The drive from Jalori Pass to Shoja

Jalori Pass is at a height of 10280 feet from Sea level on the Kullu-Shimla route. I encountered patches of snow on the road and sides even though it was end-March and early-April period.

The Jalori Pass-Serolsar Lake Trek path through forest

From Jalori Pass the trek starts to the Serolsar Lake (also known as Seruvalsar Lake). From Jalori Pass to Serolsar Lake the distance is around five km and I would rate the trek as ‘easy’. However, it is advisable to carry sufficient drinking water and eatables as once you leave Jalori Pass and almost upto the Serolsar Lake you won’t get any place to have water, tea or snacks (especially if it is not a tourist season). I did see some shacks on the way but they had not opened for the season yet. The trek is through forests and therefore the walk is pleasant. 

Tried bouldering on a rock face on way to Serolsar

There are at some places huge rock faces so I did try doing some bouldering. However, I would advise against it if you were not a rock-climber.

A pond near the Serolsar Lake

Very close to the lake, there is a pond that collects rain water from the catchment area – so do not get confused and assume that you have reached the lake. This pond does not have clear water and has some weeds.

A view of the Serolsar Lake

The moment you see some dhabas offering tea, snacks and food you would realise that you are about to reach the lake site. The lake is in a depression with hill surrounding it on all sides to form a bowl, which is perfect catchment area for rain and snow-melt water to accumulate.  

A 360 degree view of the Serolsar Lake area

The first view of the lake itself is beautiful with clear water and surrounding hills still having the winter snow.

At the Serolsar Lake 

Like most of the lakes in the Himalayas, the locals also consider the Serolsar Lake holy. Therefore, it is advisable not to enter the lake for bathing or to wash clothes etc. 

Serolsar Lake with Budhi Nagin temple in the background

There is also the Budhi Nagin temple close by. Before starting the return journey you can have hot (and tasty) meal of Rajma-Chawal or Kadhi-Chawal and tea etc at the few dhabas located nearby. One should keep at least half a day for this excursion if one really want to enjoy nature leisurely. 
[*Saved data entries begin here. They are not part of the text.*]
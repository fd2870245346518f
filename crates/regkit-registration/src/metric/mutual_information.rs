//! Mutual Information metric implementation.

use burn::tensor::backend::Backend;
use burn::tensor::ElementConversion;
use regkit_core::{Image, LinearInterpolator, Transform};

use super::histogram::{IntensityRange, ParzenJointHistogram};
use super::trait_::{sample_moving, FixedSamples, Metric, MetricEvaluation};
use crate::config::MutualInformationConfig;
use crate::error::{RegistrationError, Result};

/// Mutual Information metric using Parzen window estimation.
///
/// MI(F, M) = H(F) + H(M) - H(F, M); the metric value is `-MI` so that
/// lower is better. The fixed axis of the histogram spans the range of the
/// sampled reference intensities, the moving axis the range of the whole
/// moving image.
#[derive(Debug, Clone)]
pub struct MutualInformation {
    interpolator: LinearInterpolator,
    histogram: ParzenJointHistogram,
    moving_range: Option<IntensityRange>,
}

impl MutualInformation {
    /// Create a new Mutual Information metric.
    ///
    /// # Arguments
    /// * `num_bins` - Number of histogram bins per axis (default: 50)
    /// * `parzen_sigma` - Width of the Parzen window in bins (default: 1.0)
    pub fn new(num_bins: usize, parzen_sigma: f64) -> Self {
        Self {
            interpolator: LinearInterpolator::new(),
            histogram: ParzenJointHistogram::new(num_bins, parzen_sigma),
            moving_range: None,
        }
    }

    pub fn from_config(config: &MutualInformationConfig) -> Self {
        Self::new(config.number_of_histogram_bins, config.parzen_sigma)
    }

    /// Fix the moving intensity range instead of scanning the moving image
    /// on every evaluation.
    pub fn with_moving_range(mut self, range: IntensityRange) -> Self {
        self.moving_range = Some(range);
        self
    }

    pub fn num_bins(&self) -> usize {
        self.histogram.num_bins
    }
}

impl Default for MutualInformation {
    fn default() -> Self {
        Self::from_config(&MutualInformationConfig::new())
    }
}

impl<B: Backend, const D: usize> Metric<B, D> for MutualInformation {
    fn evaluate(
        &self,
        fixed: &FixedSamples<B>,
        moving: &Image<B, D>,
        transform: &impl Transform<B, D>,
    ) -> Result<MetricEvaluation<B>> {
        let sampled = sample_moving(fixed.points(), moving, transform, &self.interpolator);
        let valid_samples = sampled.valid_count();
        if valid_samples == 0 {
            return Err(RegistrationError::metric(
                "all metric samples map outside the moving image",
            ));
        }

        let fixed_values = fixed.values().clone();
        let fixed_range = IntensityRange::new(
            fixed_values.clone().min().into_scalar().elem::<f64>(),
            fixed_values.clone().max().into_scalar().elem::<f64>(),
        );
        let moving_range = self.moving_range.unwrap_or_else(|| {
            let (min, max) = moving.min_max();
            IntensityRange::new(min, max)
        });

        let joint = self.histogram.joint_histogram(
            self.histogram.bin_coordinates(fixed_values, fixed_range),
            self.histogram.bin_coordinates(sampled.values, moving_range),
            sampled.inside,
        );
        let value = self.histogram.negative_mutual_information(joint);

        Ok(MetricEvaluation { value, valid_samples })
    }

    fn name(&self) -> &'static str {
        "MutualInformation"
    }
}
Even in April there were patches of snow on the Jalori Pass- Serolsar Trek

If you are the more adventurous type then you can try to climb the hills on the way and do some snow walking as well. My advice to travellers – carry good trekking shoes, water, snacks and do not litter. In case you are not carrying water etc then these can be bought at the Jalori Pass as it has few shops and dhabas.